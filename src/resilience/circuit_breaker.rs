//! Per-host circuit breaker.
//!
//! Three-state machine (closed/open/half-open) backed by atomics and an
//! `RwLock<Instant>` next-attempt clock, with failure_threshold=3 and
//! reset_timeout=30s. Keyed per-host since one resilient client talks to
//! many candidate hosts.

use std::sync::atomic::{AtomicU64, AtomicU8, Ordering};
use std::sync::Arc;
use std::time::Duration;

use tokio::sync::RwLock;
use tokio::time::Instant;
use tracing::{info, warn};

#[derive(Debug, Clone, Copy, PartialEq, Eq)]
pub enum CircuitState {
    Closed,
    Open,
    HalfOpen,
}

#[derive(Debug, Clone, Copy)]
pub struct CircuitBreakerConfig {
    pub failure_threshold: u64,
    pub reset_timeout: Duration,
}

impl Default for CircuitBreakerConfig {
    fn default() -> Self {
        Self {
            failure_threshold: 3,
            reset_timeout: Duration::from_secs(30),
        }
    }
}

/// Error returned when the breaker is open; never retried by the caller.
#[derive(Debug, thiserror::Error)]
#[error("circuit open for host '{host}'")]
pub struct CircuitOpenError {
    pub host: String,
}

/// A single host's breaker. The clock is `tokio::time::Instant`, a
/// monotonic clock, so wall-clock adjustments cannot reopen or close it
/// spuriously.
pub struct CircuitBreaker {
    config: CircuitBreakerConfig,
    state: AtomicU8,
    failure_count: AtomicU64,
    next_attempt: Arc<RwLock<Instant>>,
}

impl CircuitBreaker {
    pub fn new(config: CircuitBreakerConfig) -> Self {
        Self {
            config,
            state: AtomicU8::new(0),
            failure_count: AtomicU64::new(0),
            next_attempt: Arc::new(RwLock::new(Instant::now())),
        }
    }

    pub fn state(&self) -> CircuitState {
        match self.state.load(Ordering::Acquire) {
            0 => CircuitState::Closed,
            1 => CircuitState::Open,
            _ => CircuitState::HalfOpen,
        }
    }

    /// Checks whether a request may proceed, transitioning `open ->
    /// half_open` if the reset timeout has elapsed. Returns `Err` with the
    /// host name if the request must fail fast.
    pub async fn try_acquire(&self, host: &str) -> Result<(), CircuitOpenError> {
        if self.state() == CircuitState::Open {
            let next_attempt = *self.next_attempt.read().await;
            if Instant::now() < next_attempt {
                return Err(CircuitOpenError {
                    host: host.to_string(),
                });
            }
            self.state.store(2, Ordering::Release); // HalfOpen: allow one test request
            info!(host, "circuit breaker transitioning to half-open");
        }
        Ok(())
    }

    pub async fn on_success(&self, host: &str) {
        let was_half_open = self.state() == CircuitState::HalfOpen;
        self.failure_count.store(0, Ordering::Release);
        self.state.store(0, Ordering::Release);
        if was_half_open {
            info!(host, "circuit breaker closed after successful probe");
        }
    }

    pub async fn on_failure(&self, host: &str) {
        let failures = self.failure_count.fetch_add(1, Ordering::AcqRel) + 1;
        let was_half_open = self.state() == CircuitState::HalfOpen;

        if was_half_open || failures >= self.config.failure_threshold {
            self.state.store(1, Ordering::Release);
            let next_attempt = Instant::now() + self.config.reset_timeout;
            *self.next_attempt.write().await = next_attempt;
            warn!(host, failures, "circuit breaker opened");
        }
    }
}

/// Per-host registry of circuit breakers, shared by the resilient client
/// across concurrent in-flight requests.
pub struct CircuitBreakerRegistry {
    config: CircuitBreakerConfig,
    breakers: RwLock<std::collections::HashMap<String, Arc<CircuitBreaker>>>,
}

impl CircuitBreakerRegistry {
    pub fn new(config: CircuitBreakerConfig) -> Self {
        Self {
            config,
            breakers: RwLock::new(std::collections::HashMap::new()),
        }
    }

    pub async fn get(&self, host: &str) -> Arc<CircuitBreaker> {
        if let Some(existing) = self.breakers.read().await.get(host) {
            return existing.clone();
        }
        let mut breakers = self.breakers.write().await;
        breakers
            .entry(host.to_string())
            .or_insert_with(|| Arc::new(CircuitBreaker::new(self.config)))
            .clone()
    }
}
──────────────────────────────
Required action: Search the data above for the word "Copy" and say how many lines contain it, giving only that number.

Solution for this problem: 2